Exercise directions:
Each line from the material with the word "append" in it must be copied.

Data records:
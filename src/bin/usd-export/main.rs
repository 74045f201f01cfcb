//! usd-export CLI - export JSON scenes and inspect the resulting layers.

use std::env;
use std::fs;
use std::path::Path;

use tracing::{debug, info};
use tracing_subscriber::layer::SubscriberExt;
use tracing_subscriber::util::SubscriberInitExt;
use tracing_subscriber::EnvFilter;

use usd_export::sdf::{extension, open_package, Layer, Stage};
use usd_export::{JobExportArgs, MemoryScene, SdfPath, WriteJob};

const VERSION: &str = concat!(
    env!("CARGO_PKG_VERSION"),
    " (built ",
    env!("USD_EXPORT_BUILD_DATE"),
    ")"
);

fn init_logging(level: &str) {
    let filter = EnvFilter::try_from_default_env().unwrap_or_else(|_| EnvFilter::new(level));
    tracing_subscriber::registry()
        .with(filter)
        .with(tracing_subscriber::fmt::layer().with_target(false))
        .init();
}

fn main() {
    let args: Vec<String> = env::args().collect();

    // Parse global flags
    let mut level = "info";
    let mut filtered_args: Vec<&str> = Vec::new();
    for arg in &args[1..] {
        match arg.as_str() {
            "-v" | "--verbose" => level = "debug",
            "-vv" | "--trace" => level = "trace",
            "-q" | "--quiet" => level = "error",
            _ => filtered_args.push(arg),
        }
    }
    init_logging(level);

    if filtered_args.is_empty() {
        print_help();
        return;
    }

    match filtered_args[0] {
        "e" | "export" => {
            if filtered_args.len() < 3 {
                eprintln!("Error: missing arguments");
                eprintln!("Usage: usd-export export <scene.json> <out> [--job job.json] [--append] [--frames a:b[:step]]");
                std::process::exit(1);
            }
            cmd_export(filtered_args[1], filtered_args[2], &filtered_args[3..]);
        }

        "t" | "tree" => {
            if filtered_args.len() < 2 {
                eprintln!("Error: missing file argument");
                eprintln!("Usage: usd-export tree <layer>");
                std::process::exit(1);
            }
            cmd_tree(filtered_args[1]);
        }

        "h" | "help" | "-h" | "--help" => print_help(),

        "--version" | "version" => println!("usd-export {}", VERSION),

        other => {
            eprintln!("Unknown command: {}", other);
            eprintln!();
            print_help();
            std::process::exit(1);
        }
    }
}

fn print_help() {
    println!("usd-export {} - scene export toolkit", VERSION);
    println!();
    println!("USAGE:");
    println!("    usd-export [OPTIONS] <COMMAND> [ARGS]");
    println!();
    println!("COMMANDS:");
    println!("    e, export <scene.json> <out>  Export a JSON scene to a layer or package");
    println!("    t, tree   <layer>             Show the composed prim hierarchy");
    println!("    h, help                       Show this help");
    println!();
    println!("EXPORT OPTIONS:");
    println!("    --job <job.json>     Export arguments (JSON)");
    println!("    --append             Add to an existing layer");
    println!("    --frames a:b[:step]  Sample animation from a to b");
    println!();
    println!("OPTIONS:");
    println!("    -v, --verbose    Show debug output");
    println!("    -vv, --trace     Show trace output (very verbose)");
    println!("    -q, --quiet      Only show errors");
    println!();
    println!("EXAMPLES:");
    println!("    usd-export export scene.json out.usda                 # Text layer");
    println!("    usd-export export scene.json out.usdz --frames 1:24   # Animated package");
    println!("    usd-export export scene.json out --job arkit.json     # Extension from the job");
    println!("    usd-export tree out.usdz                              # Inspect the result");
    println!();
    println!("NOTES:");
    println!("    - RUST_LOG overrides the verbosity flags");
    println!("    - Without an extension the output is .usd (.usdz for ARKit compatibility)");
}

/// Parse `a:b[:step]` into a frame list.
fn parse_frames(spec: &str) -> Option<Vec<f64>> {
    let parts: Vec<&str> = spec.split(':').collect();
    let (start, end, step) = match parts.as_slice() {
        [a, b] => (a.parse().ok()?, b.parse().ok()?, 1.0),
        [a, b, s] => (a.parse().ok()?, b.parse().ok()?, s.parse().ok()?),
        _ => return None,
    };
    Some(JobExportArgs::frame_range(start, end, step))
}

fn cmd_export(scene_path: &str, out: &str, options: &[&str]) {
    let mut job_path: Option<&str> = None;
    let mut append = false;
    let mut frames: Option<Vec<f64>> = None;

    let mut it = options.iter();
    while let Some(opt) = it.next() {
        match *opt {
            "--job" => job_path = it.next().copied(),
            "--append" => append = true,
            "--frames" => {
                frames = it.next().and_then(|s| parse_frames(s));
                if frames.is_none() {
                    eprintln!("Error: --frames expects a:b[:step]");
                    std::process::exit(1);
                }
            }
            other => {
                eprintln!("Unknown export option: {}", other);
                std::process::exit(1);
            }
        }
    }

    info!("Loading scene: {}", scene_path);
    let scene = match MemoryScene::load(scene_path) {
        Ok(s) => s,
        Err(e) => {
            eprintln!("Failed to load {}: {}", scene_path, e);
            std::process::exit(1);
        }
    };

    let mut args = match job_path {
        Some(path) => {
            let parsed = fs::read_to_string(path)
                .map_err(usd_export::Error::from)
                .and_then(|json| JobExportArgs::from_json(&json));
            match parsed {
                Ok(a) => a,
                Err(e) => {
                    eprintln!("Failed to read job {}: {}", path, e);
                    std::process::exit(1);
                }
            }
        }
        None => JobExportArgs::default(),
    };
    if let Some(frames) = frames {
        args.time_samples = frames;
    }
    debug!("Export arguments: {:?}", args);

    let mut job = WriteJob::new(args, &scene);
    if let Err(e) = job.write(out, append) {
        eprintln!("Export failed: {}", e);
        std::process::exit(1);
    }

    let written = job.package_name().unwrap_or(job.file_name()).display().to_string();
    println!("Wrote {} ({} prims, {} frames)", written, job.dag_to_usd_path_map().len(), job.frames_written().len());
    if let Some(e) = job.package_error() {
        eprintln!("Packaging failed: {}", e);
        std::process::exit(2);
    }
}

fn cmd_tree(path: &str) {
    info!("Opening layer: {}", path);

    let is_package = Path::new(path).extension().and_then(|e| e.to_str()) == Some(extension::PACKAGE);
    let opened = if is_package {
        open_package(Path::new(path)).map(|(name, layer)| {
            println!("Package: {} (root layer {})", path, name);
            layer
        })
    } else {
        Layer::open(path).inspect(|_| println!("Layer: {}", path))
    };
    let layer = match opened {
        Ok(l) => l,
        Err(e) => {
            eprintln!("Failed to open {}: {}", path, e);
            std::process::exit(1);
        }
    };

    let meta = &layer.metadata;
    if let Some(prim) = &meta.default_prim {
        println!("Default prim: {}", prim);
    }
    if let Some(axis) = &meta.up_axis {
        println!("Up axis: {}", axis);
    }
    if let Some(mpu) = meta.meters_per_unit {
        println!("Meters per unit: {}", mpu);
    }
    if let (Some(start), Some(end)) = (meta.start_time_code, meta.end_time_code) {
        println!("Time codes: {} - {}", start, end);
    }
    println!();

    let stage = Stage::new(layer);
    for child in stage.children(&SdfPath::absolute_root()) {
        print_tree(&stage, &child, 0);
    }
}

fn print_tree(stage: &Stage, path: &SdfPath, depth: usize) {
    let Some(prim) = stage.prim(path) else {
        return;
    };
    let indent = "  ".repeat(depth);
    let type_name = if prim.type_name.is_empty() { "-" } else { &prim.type_name };
    let mut notes: Vec<String> = Vec::new();
    if let Some(kind) = prim.kind() {
        notes.push(format!("kind={}", kind));
    }
    if !prim.active {
        notes.push("inactive".to_string());
    }
    if prim.has_authored_references {
        notes.push("ref".to_string());
    }
    if notes.is_empty() {
        println!("{}{} [{}]", indent, prim.path.name(), type_name);
    } else {
        println!("{}{} [{}] ({})", indent, prim.path.name(), type_name, notes.join(", "));
    }
    for child in stage.children(path) {
        print_tree(stage, &child, depth + 1);
    }
}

Task solution:
                eprintln!("Usage: usd-export export <scene.json> <out> [--job job.json] [--append] [--frames a:b[:step]]");
    println!("    --append             Add to an existing layer");
    let mut append = false;
            "--append" => append = true,
    if let Err(e) = job.write(out, append) {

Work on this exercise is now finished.